On 16 March 2018, the Lord’s EU Energy and Environment Sub-Committee launched the “Brexit: Plant and Animal Biosecurity” inquiry. The inquiry will look at what challenges and opportunities will arise because of Brexit with regards to plant and animal biosecurity.
According to the inquiry, the term “biosecurity” will be defined as: “Preventing and containing the spread of pests, diseases and pathogens. Animal health, plant health, food safety and invasive species are within the scope of the inquiry; human health and bioterrorism are not, as they fall outside the Sub-Committee’s remit.”
The policy team is looking to work with the BES membership to respond to relevant questions. If you are interested in shaping the BES response, please email Camilla (Policy Manager) or Sara (Policy Officer) indicating which question(s) you are responding to and send us your thoughts, latest reports or evidence.

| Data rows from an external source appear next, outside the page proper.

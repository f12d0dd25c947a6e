use glam::Vec3;
use lantern_common::Transform;

/// Constant-acceleration Euler integrator for a scene object.
///
/// `velocity += acceleration * dt; position += velocity * dt` per tick.
/// Defaults to standard gravity on the Y axis.
#[derive(Debug, Clone, Copy, PartialEq)]
pub struct GravityBody {
    pub velocity: Vec3,
    pub acceleration: Vec3,
}

pub const GRAVITY: f32 = -9.81;

impl Default for GravityBody {
    fn default() -> Self {
        Self {
            velocity: Vec3::ZERO,
            acceleration: Vec3::new(0.0, GRAVITY, 0.0),
        }
    }
}

impl GravityBody {
    pub fn with_velocity(velocity: Vec3) -> Self {
        Self {
            velocity,
            ..Default::default()
        }
    }

    /// Advance one Euler step, mutating the owning object's transform.
    pub fn tick(&mut self, transform: &mut Transform, dt: f32) {
        self.velocity += self.acceleration * dt;
        transform.position += self.velocity * dt;
    }
}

Please email Camilla or Sara by Tuesday, 27th March. They will collate and formulate a draft response which will be sent out to all the contributors the 4th April for their final comments and input. The response will then need to go to the BES Policy Committee to receive final sign off ahead of the deadline on the 13th April.
Click here for further background information on the issue, provided by the Lord’s EU Energy and Environment Sub-Committee.

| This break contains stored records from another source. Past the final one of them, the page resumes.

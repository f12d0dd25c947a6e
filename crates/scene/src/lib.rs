//! Scene entities for the lantern engine.
//!
//! Positioned entities embed a [`Transform`] value; lights carry a tagged
//! [`LightKind`] variant instead of a class hierarchy. Cameras are the one
//! deliberate asymmetry: they rotate with Euler angles (the view-matrix
//! composition order is load-bearing), while objects rotate with
//! quaternions.
//!
//! [`Transform`]: lantern_common::Transform

mod camera;
mod geometry;
mod light;
mod object;
mod physics;

pub use camera::Camera;
pub use geometry::cube_source;
pub use light::{Light, LightKind};
pub use object::{GameObject, Mesh};
pub use physics::GravityBody;

pub fn crate_info() -> &'static str {
    "lantern-scene v0.1.0"
}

Questions from the inquiry can be found below
1.What are the implications of the UK’s withdrawal from the EU for the UK’s biosecurity in terms of animal and plant health, invasive species and food safety?
2. Will the transfer of law via the EU (Withdrawal) Bill be sufficient to ensure that current legislative protections remain in place?
3. To what extent is a shared approach to biosecurity between the UK and the EU necessary and / or appropriate post-Brexit? a. Should the UK retain the precautionary principle in its implementation of biosecurity legislation after leaving the EU?
4. To what extent is the UK reliant on the EU for the surveillance and timely notification of biosecurity threats? a. Are there alternative (i.e. non-EU, or international) mechanisms that the UK will be able to participate in post-Brexit?
5. What are the main mechanisms for biosecurity information sharing between the UK and the rest of the EU? Can these be maintained post-Brexit?
6. What biosecurity risk assessment, inspection and management is currently carried out by the EU that will need to be repatriated post-Brexit, and are there any resource challenges associated with this?
7. To what extent is a common biosecurity framework across the UK necessary post-Brexit?
8. How should biosecurity be managed on the island of Ireland post-Brexit?
9. Are there steps the UK can take post-Brexit to strengthen its biosecurity, in ways currently prohibited by EU membership?